Toxicovigilance, la seconde grande mission

La toxicovigilance consiste en la surveillance des effets toxiques pour l’homme, aigus ou chroniques, d’une substance (ou d’un mélange), naturelle ou de synthèse, disponible sur le marché ou présente dans l’environnement (pollution notamment), non déjà couverte par une vigilance dédiée.

Cette activité vise à la mise en œuvre d’actions d’alerte, de prévention, de formation et d’information. Les cas gérés en réponse toxicologique urgente (RTU) et qui relèvent d’une autre vigilance à cible « produit » sont partagés avec les acteurs concernés (par exemple : un cas médicament à la pharmacovigilance, un cas « nouvelle drogue » à l’addictovigilance, etc.).

L’Agence nationale de sécurité sanitaire de l’alimentation, de l’environnement et du travail (Anses) coordonne la toxicovigilance au niveau national, ainsi que le lien des centres antipoison avec les autres vigilances à cibles produit, qu’elle en ait la charge (pharmacovigilance vétérinaire, nutrivigilance, réseau national de vigilance et de prévention des pathologies professionnelles, phytopharmacovigilance) ou non (pharmacovigilance, addictovigilance, matériovigilance, etc.).

Deux thématiques de toxicosurveillance sont structurées au niveau national : l’intoxication par le plomb chez les enfants (saturnisme infantile) et l’intoxication par le monoxyde de carbone.

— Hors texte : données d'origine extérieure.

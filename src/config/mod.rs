//! Configuration module for ytdata.
//!
//! Handles loading settings from TOML, `.env` and the environment.

mod settings;

pub use settings::{
    GeneralSettings, ServerSettings, Settings, TranscriptSettings, YoutubeSettings, API_KEY_ENV,
};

D’une manière générale, pour les personnels des CAPTV, il s’agit d’être attentif à tous les cas d’intoxication qui, de par leur caractère nouveau, inhabituel, grave ou évitable, peuvent constituer un signal sanitaire. La recherche et l’identification dans le Sicap de cas similaires est utile pour infirmer ou confirmer ce signal et, si besoin, des travaux complémentaires sont réalisés par les groupes de travail de l’Anses, auxquels participent les CAPTV.

Parmi les exemples récents d’alerte émanant des CAPTV : les risques de projection accidentelle de solution hydroalcoolique dans les yeux des jeunes enfants et celui d’intoxications liées à l’usage dit récréatif de protoxyde d’azote

Encore plus récemment, à la suite du signalement de cas d’intoxication aux produits utilisés pour lutter contre les punaises de lit, les CAPTV ont rédigé un rapport colligeant tous les cas survenus entre le début de l’année 1999 et la fin de l’année 2021 [2].

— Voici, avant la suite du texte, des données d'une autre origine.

//! Transcript content retrieval.
//!
//! The Data API only lists caption tracks; downloading them needs OAuth.
//! Transcripts are instead read the way the web player does: the watch page
//! embeds a player response whose `captionTracks` point at timed-text URLs,
//! which serve the track as `json3`.

use crate::config::TranscriptSettings;
use crate::error::{Result, YtDataError};
use async_trait::async_trait;
use serde::Deserialize;
use std::time::Duration;
use tracing::{debug, instrument};

/// Marker preceding the caption track array in the watch page.
const CAPTION_TRACKS_MARKER: &str = "\"captionTracks\":";

/// One timed line of a transcript.
#[derive(Debug, Clone, PartialEq)]
pub struct TranscriptSegment {
    /// Start offset in seconds.
    pub start: f64,
    /// Duration in seconds.
    pub duration: f64,
    pub text: String,
}

/// A fetched transcript.
#[derive(Debug, Clone)]
pub struct Transcript {
    pub language_code: String,
    pub auto_generated: bool,
    pub segments: Vec<TranscriptSegment>,
}

impl Transcript {
    /// All segment text joined by spaces.
    pub fn full_text(&self) -> String {
        self.segments
            .iter()
            .map(|s| s.text.as_str())
            .collect::<Vec<_>>()
            .join(" ")
    }

    pub fn word_count(&self) -> usize {
        self.segments
            .iter()
            .map(|s| s.text.split_whitespace().count())
            .sum()
    }

    /// Start of the last segment, in whole minutes.
    pub fn approx_minutes(&self) -> u64 {
        self.segments
            .last()
            .map(|s| (s.start.max(0.0) / 60.0) as u64)
            .unwrap_or(0)
    }
}

/// Trait for transcript providers.
#[async_trait]
pub trait TranscriptSource: Send + Sync {
    /// Fetch a transcript, preferring `language`, then English, then any track.
    async fn fetch(&self, video_id: &str, language: &str) -> Result<Transcript>;
}

/// Caption track entry from the player response.
#[derive(Debug, Clone, Deserialize)]
#[serde(rename_all = "camelCase")]
struct CaptionTrack {
    base_url: String,
    language_code: String,
    #[serde(default)]
    kind: Option<String>,
}

/// Timed-text document in `json3` format.
#[derive(Debug, Deserialize)]
struct TimedText {
    #[serde(default)]
    events: Vec<TimedTextEvent>,
}

#[derive(Debug, Deserialize)]
#[serde(rename_all = "camelCase")]
struct TimedTextEvent {
    #[serde(default)]
    t_start_ms: u64,
    #[serde(default)]
    d_duration_ms: u64,
    #[serde(default)]
    segs: Vec<TimedTextSeg>,
}

#[derive(Debug, Deserialize)]
struct TimedTextSeg {
    #[serde(default)]
    utf8: String,
}

/// Transcript source backed by the public watch page.
pub struct WatchPageTranscripts {
    http: reqwest::Client,
    watch_url: String,
}

impl WatchPageTranscripts {
    pub fn new(settings: &TranscriptSettings, timeout: Duration) -> Result<Self> {
        let http = reqwest::Client::builder()
            .timeout(timeout)
            .user_agent("Mozilla/5.0 (X11; Linux x86_64) ytdata")
            .build()?;
        Ok(Self::with_http(http, &settings.watch_url))
    }

    pub fn with_http(http: reqwest::Client, watch_url: &str) -> Self {
        Self {
            http,
            watch_url: watch_url.to_string(),
        }
    }

    async fn caption_tracks(&self, video_id: &str) -> Result<Vec<CaptionTrack>> {
        let response = self
            .http
            .get(&self.watch_url)
            .query(&[("v", video_id), ("hl", "en")])
            .send()
            .await
            .map_err(|e| YtDataError::Network(e.without_url().to_string()))?;

        if !response.status().is_success() {
            return Err(YtDataError::Transcript(format!(
                "watch page returned HTTP {}",
                response.status().as_u16()
            )));
        }

        let html = response.text().await?;
        let tracks = extract_caption_tracks(&html)?;
        debug!("Found {} caption tracks", tracks.len());
        Ok(tracks)
    }
}

#[async_trait]
impl TranscriptSource for WatchPageTranscripts {
    #[instrument(skip(self))]
    async fn fetch(&self, video_id: &str, language: &str) -> Result<Transcript> {
        let tracks = self.caption_tracks(video_id).await?;
        let track = choose_track(&tracks, language)
            .ok_or_else(|| YtDataError::TranscriptsUnavailable(video_id.to_string()))?;

        let separator = if track.base_url.contains('?') { '&' } else { '?' };
        let url = format!("{}{}fmt=json3", track.base_url, separator);

        let response = self
            .http
            .get(&url)
            .send()
            .await
            .map_err(|e| YtDataError::Network(e.without_url().to_string()))?;
        if !response.status().is_success() {
            return Err(YtDataError::Transcript(format!(
                "timed text returned HTTP {}",
                response.status().as_u16()
            )));
        }

        let body = response.text().await?;
        if body.trim().is_empty() {
            return Err(YtDataError::TranscriptsUnavailable(video_id.to_string()));
        }
        let timed: TimedText = serde_json::from_str(&body)
            .map_err(|e| YtDataError::Transcript(format!("unreadable timed text: {}", e)))?;

        Ok(Transcript {
            language_code: track.language_code.clone(),
            auto_generated: track.kind.as_deref() == Some("asr"),
            segments: segments_from(timed),
        })
    }
}

/// Pull the `captionTracks` array out of the watch page HTML.
fn extract_caption_tracks(html: &str) -> Result<Vec<CaptionTrack>> {
    let Some(start) = html.find(CAPTION_TRACKS_MARKER) else {
        return Ok(Vec::new());
    };
    let rest = &html[start + CAPTION_TRACKS_MARKER.len()..];

    // The array is followed by more player JSON; read exactly one value.
    let mut stream = serde_json::Deserializer::from_str(rest).into_iter::<Vec<CaptionTrack>>();
    match stream.next() {
        Some(Ok(tracks)) => Ok(tracks),
        Some(Err(e)) => Err(YtDataError::Transcript(format!(
            "could not read caption tracks: {}",
            e
        ))),
        None => Ok(Vec::new()),
    }
}

fn choose_track<'a>(tracks: &'a [CaptionTrack], language: &str) -> Option<&'a CaptionTrack> {
    tracks
        .iter()
        .find(|t| t.language_code == language)
        .or_else(|| tracks.iter().find(|t| t.language_code == "en"))
        .or_else(|| tracks.first())
}

fn segments_from(timed: TimedText) -> Vec<TranscriptSegment> {
    timed
        .events
        .into_iter()
        .filter_map(|event| {
            let text: String = event.segs.iter().map(|s| s.utf8.as_str()).collect();
            let text = text.split_whitespace().collect::<Vec<_>>().join(" ");
            if text.is_empty() {
                return None;
            }
            Some(TranscriptSegment {
                start: event.t_start_ms as f64 / 1000.0,
                duration: event.d_duration_ms as f64 / 1000.0,
                text,
            })
        })
        .collect()
}

#[cfg(test)]
mod tests {
    use super::*;
    use crate::test_support::{MockResponse, MockYoutube};
    use serde_json::json;

    fn track(lang: &str) -> CaptionTrack {
        CaptionTrack {
            base_url: format!("https://example.test/{}", lang),
            language_code: lang.to_string(),
            kind: None,
        }
    }

    #[test]
    fn test_extract_caption_tracks() {
        let html = r#"<script>var ytInitialPlayerResponse = {"captions":{"playerCaptionsTracklistRenderer":{"captionTracks":[{"baseUrl":"https://www.youtube.com/api/timedtext?v=abc&lang=en","name":{"simpleText":"English"},"languageCode":"en","kind":"asr"}],"audioTracks":[]}}};</script>"#;
        let tracks = extract_caption_tracks(html).unwrap();
        assert_eq!(tracks.len(), 1);
        assert_eq!(tracks[0].language_code, "en");
        assert_eq!(tracks[0].base_url, "https://www.youtube.com/api/timedtext?v=abc&lang=en");
        assert_eq!(tracks[0].kind.as_deref(), Some("asr"));
    }

    #[test]
    fn test_no_tracks_in_page() {
        assert!(extract_caption_tracks("<html>nothing here</html>").unwrap().is_empty());
    }

    #[test]
    fn test_choose_track_fallbacks() {
        let tracks = vec![track("de"), track("en"), track("fr")];
        assert_eq!(choose_track(&tracks, "fr").unwrap().language_code, "fr");
        assert_eq!(choose_track(&tracks, "ja").unwrap().language_code, "en");

        let tracks = vec![track("de"), track("fr")];
        assert_eq!(choose_track(&tracks, "ja").unwrap().language_code, "de");
        assert!(choose_track(&[], "en").is_none());
    }

    #[test]
    fn test_segments_skip_blank_events() {
        let timed: TimedText = serde_json::from_value(json!({
            "events": [
                {"tStartMs": 0, "dDurationMs": 90000},
                {"tStartMs": 1500, "dDurationMs": 2000, "segs": [{"utf8": "hello"}, {"utf8": " world"}]},
                {"tStartMs": 4000, "segs": [{"utf8": "\n"}]},
                {"tStartMs": 65000, "dDurationMs": 1000, "segs": [{"utf8": "again\nand"}]}
            ]
        }))
        .unwrap();

        let segments = segments_from(timed);
        assert_eq!(segments.len(), 2);
        assert_eq!(segments[0].text, "hello world");
        assert_eq!(segments[0].start, 1.5);
        assert_eq!(segments[1].text, "again and");

        let transcript = Transcript {
            language_code: "en".to_string(),
            auto_generated: false,
            segments,
        };
        assert_eq!(transcript.word_count(), 4);
        assert_eq!(transcript.approx_minutes(), 1);
        assert_eq!(transcript.full_text(), "hello world again and");
    }

    #[tokio::test]
    async fn test_fetch_from_watch_page() {
        let mock = MockYoutube::start(|req| match req.path.as_str() {
            "/watch" => MockResponse::html(format!(
                r#"<script>{{"captionTracks":[{{"baseUrl":"{}/api/timedtext?v=dQw4w9WgXcQ&lang=de","languageCode":"de","kind":"asr"}}]}}</script>"#,
                req.base_url
            )),
            "/api/timedtext" => {
                assert_eq!(req.param("fmt"), Some("json3"));
                MockResponse::json(json!({
                    "events": [{"tStartMs": 0, "dDurationMs": 1000, "segs": [{"utf8": "hallo"}]}]
                }))
            }
            _ => MockResponse::status(404, json!({})),
        })
        .await;

        let source = WatchPageTranscripts::with_http(reqwest::Client::new(), &format!("{}/watch", mock.base_url));
        let transcript = source.fetch("dQw4w9WgXcQ", "en").await.unwrap();
        assert_eq!(transcript.language_code, "de");
        assert!(transcript.auto_generated);
        assert_eq!(transcript.segments[0].text, "hallo");
    }

    #[tokio::test]
    async fn test_fetch_without_tracks() {
        let mock = MockYoutube::start(|_| MockResponse::html("<html></html>".to_string())).await;
        let source = WatchPageTranscripts::with_http(reqwest::Client::new(), &format!("{}/watch", mock.base_url));
        let err = source.fetch("dQw4w9WgXcQ", "en").await.unwrap_err();
        assert!(matches!(err, YtDataError::TranscriptsUnavailable(_)));
    }
}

BNPC et pharmacothèque, les spécificités du CAPTV de Nancy

C’est le CAPTV de Nancy qui, au-delà de son activité d’évaluation du risque toxicologique et de toxicovigilance, gère la BNPC.

Cette base de données sert de référence à tous les CAPTV en France pour évaluer un risque toxicologique. Elle intègre toutes les informations utiles sur les agents connus pouvant être en cause dans une intoxication, qu’il s’agisse de médicaments, de produits cosmétiques, ménagers ou industriels, de matières premières ou d’agents naturels, etc.

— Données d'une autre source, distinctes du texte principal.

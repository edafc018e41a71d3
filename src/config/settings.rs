//! Configuration settings for ytdata.

use serde::{Deserialize, Serialize};
use std::path::{Path, PathBuf};
use tracing::debug;

/// Environment variable holding the YouTube Data API key.
pub const API_KEY_ENV: &str = "YOUTUBE_API_KEY";

/// Root configuration structure.
#[derive(Debug, Clone, Serialize, Deserialize)]
#[serde(default)]
#[derive(Default)]
pub struct Settings {
    pub general: GeneralSettings,
    pub youtube: YoutubeSettings,
    pub transcript: TranscriptSettings,
    pub server: ServerSettings,
}

/// General application settings.
#[derive(Debug, Clone, Serialize, Deserialize)]
#[serde(default)]
pub struct GeneralSettings {
    /// Log level (trace, debug, info, warn, error).
    pub log_level: String,
}

impl Default for GeneralSettings {
    fn default() -> Self {
        Self {
            log_level: "warn".to_string(),
        }
    }
}

/// YouTube Data API settings.
#[derive(Debug, Clone, Serialize, Deserialize)]
#[serde(default)]
pub struct YoutubeSettings {
    /// YouTube Data API key. `YOUTUBE_API_KEY` takes precedence.
    pub api_key: Option<String>,
    /// Base URL of the Data API.
    pub api_base_url: String,
    /// Request timeout in seconds.
    pub timeout_secs: u64,
    /// Region used when a tool call does not name one.
    pub default_region: String,
}

impl Default for YoutubeSettings {
    fn default() -> Self {
        Self {
            api_key: None,
            api_base_url: "https://www.googleapis.com/youtube/v3".to_string(),
            timeout_secs: 30,
            default_region: "US".to_string(),
        }
    }
}

/// Transcript fetching settings.
#[derive(Debug, Clone, Serialize, Deserialize)]
#[serde(default)]
pub struct TranscriptSettings {
    /// Watch page URL used to discover caption tracks.
    pub watch_url: String,
    /// Preferred transcript language.
    pub default_language: String,
}

impl Default for TranscriptSettings {
    fn default() -> Self {
        Self {
            watch_url: "https://www.youtube.com/watch".to_string(),
            default_language: "en".to_string(),
        }
    }
}

/// HTTP bridge settings.
#[derive(Debug, Clone, Serialize, Deserialize)]
#[serde(default)]
pub struct ServerSettings {
    pub host: String,
    pub port: u16,
}

impl Default for ServerSettings {
    fn default() -> Self {
        Self {
            host: "127.0.0.1".to_string(),
            port: 3000,
        }
    }
}

impl Settings {
    /// Load settings from the default configuration file.
    pub fn load() -> crate::error::Result<Self> {
        Self::load_from(None)
    }

    /// Load settings from a specific path, or default location if None.
    ///
    /// A `.env` file in the working directory is read first, then
    /// `YOUTUBE_API_KEY` overrides whatever key the file carries.
    pub fn load_from(path: Option<&PathBuf>) -> crate::error::Result<Self> {
        if dotenv::dotenv().is_ok() {
            debug!("Loaded .env file");
        }

        let config_path = match path {
            Some(p) => Self::expand_path(&p.to_string_lossy()),
            None => Self::default_config_path(),
        };

        let mut settings = if config_path.exists() {
            debug!("Reading config from {}", config_path.display());
            Self::from_file(&config_path)?
        } else {
            Settings::default()
        };

        settings.apply_env(std::env::var(API_KEY_ENV).ok());
        Ok(settings)
    }

    /// Parse a configuration file without consulting the environment.
    pub fn from_file(path: &Path) -> crate::error::Result<Self> {
        let content = std::fs::read_to_string(path)?;
        Ok(toml::from_str(&content)?)
    }

    /// Apply an API key taken from the environment. Empty values are ignored.
    pub fn apply_env(&mut self, api_key: Option<String>) {
        if let Some(key) = api_key.filter(|k| !k.trim().is_empty()) {
            self.youtube.api_key = Some(key.trim().to_string());
        }
    }

    /// The configured API key, if any non-empty key is set.
    pub fn api_key(&self) -> Option<&str> {
        self.youtube
            .api_key
            .as_deref()
            .map(str::trim)
            .filter(|k| !k.is_empty())
    }

    /// Save settings to the default configuration file.
    pub fn save(&self) -> crate::error::Result<()> {
        self.save_to(&Self::default_config_path())
    }

    /// Save settings to a specific path.
    pub fn save_to(&self, path: &Path) -> crate::error::Result<()> {
        if let Some(parent) = path.parent() {
            std::fs::create_dir_all(parent)?;
        }
        let content = toml::to_string_pretty(self)
            .map_err(|e| crate::error::YtDataError::Config(e.to_string()))?;
        std::fs::write(path, content)?;
        Ok(())
    }

    /// Get the default configuration file path.
    pub fn default_config_path() -> PathBuf {
        dirs::config_dir()
            .unwrap_or_else(|| PathBuf::from("."))
            .join("ytdata")
            .join("config.toml")
    }

    /// Expand shell variables in paths (e.g., ~).
    pub fn expand_path(path: &str) -> PathBuf {
        PathBuf::from(shellexpand::tilde(path).to_string())
    }
}

#[cfg(test)]
mod tests {
    use super::*;

    #[test]
    fn test_defaults() {
        let settings = Settings::default();
        assert_eq!(
            settings.youtube.api_base_url,
            "https://www.googleapis.com/youtube/v3"
        );
        assert_eq!(settings.youtube.timeout_secs, 30);
        assert_eq!(settings.transcript.default_language, "en");
        assert!(settings.api_key().is_none());
    }

    #[test]
    fn test_partial_file_keeps_defaults() {
        let dir = tempfile::tempdir().unwrap();
        let path = dir.path().join("config.toml");
        std::fs::write(
            &path,
            "[youtube]\napi_key = \"from-file\"\ntimeout_secs = 5\n",
        )
        .unwrap();

        let settings = Settings::from_file(&path).unwrap();
        assert_eq!(settings.api_key(), Some("from-file"));
        assert_eq!(settings.youtube.timeout_secs, 5);
        assert_eq!(settings.youtube.default_region, "US");
        assert_eq!(settings.server.port, 3000);
    }

    #[test]
    fn test_env_key_overrides_file() {
        let mut settings = Settings::default();
        settings.youtube.api_key = Some("from-file".to_string());

        settings.apply_env(Some("  from-env ".to_string()));
        assert_eq!(settings.api_key(), Some("from-env"));

        settings.apply_env(Some("   ".to_string()));
        assert_eq!(settings.api_key(), Some("from-env"));

        settings.apply_env(None);
        assert_eq!(settings.api_key(), Some("from-env"));
    }

    #[test]
    fn test_save_and_reload() {
        let dir = tempfile::tempdir().unwrap();
        let path = dir.path().join("nested").join("config.toml");

        let mut settings = Settings::default();
        settings.server.port = 8080;
        settings.save_to(&path).unwrap();

        let loaded = Settings::from_file(&path).unwrap();
        assert_eq!(loaded.server.port, 8080);
    }

    #[test]
    fn test_invalid_toml_is_error() {
        let dir = tempfile::tempdir().unwrap();
        let path = dir.path().join("config.toml");
        std::fs::write(&path, "[youtube\n").unwrap();
        assert!(matches!(
            Settings::from_file(&path),
            Err(crate::error::YtDataError::TomlParse(_))
        ));
    }
}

Au 31 décembre 2022, la BNPC comptait 325 645 agents validés, répartis selon leur type, et la pré-BNPC 1 676 464 agents en attente d’intégration provenant des portails de déclaration utilisés par les industriels déclarants : par le passé Déclaration-Synapse et depuis le 1er janvier 2021, le PCN (Poisoning Center Notification) géré par l’ECHA (la European Chemicals Agency).

Le CAPTV de Nancy gère aussi, depuis près de cinquante ans, une pharmacothèque unique en France, qui conserve un exemplaire des spécialités pharmaceutiques solides (comprimés, gélules et ovules), soit actuellement quelque 17 000 spécialités. Cette pharmacothèque avait été créée pour répondre aux besoins des services d’urgence naissants. Elle a été transférée au CAPTV de Nancy à l’occasion de son informatisation.

Chaque spécialité est décrite (forme géométrique, couleur, dimensions, poids, inscriptions, etc.) et photographiée, tâche surtout dévolue aux étudiants en pharmacie en stage dans le service. Les laboratoires pharmaceutiques n’ont pas l’obligation d’envoyer un exemplaire d’une spécialité nouvelle ou simplement modifiée et c’est au CAPTV d’assurer un travail de veille pour repérer les nouveautés et se rapprocher des industriels.

L’objectif : permettre d’identifier un comprimé ou une gélule hors de son conditionnement, retrouvé par un patient dans un pilulier par exemple, mais aussi dans un certain nombre de cas dans un contexte d’urgence (intoxication accidentelle ou volontaire). La réponse donnée préserve toujours le secret médical.

D’après un entretien avec Elisabete Gomes, pharmacienne au CAPTV de Nancy.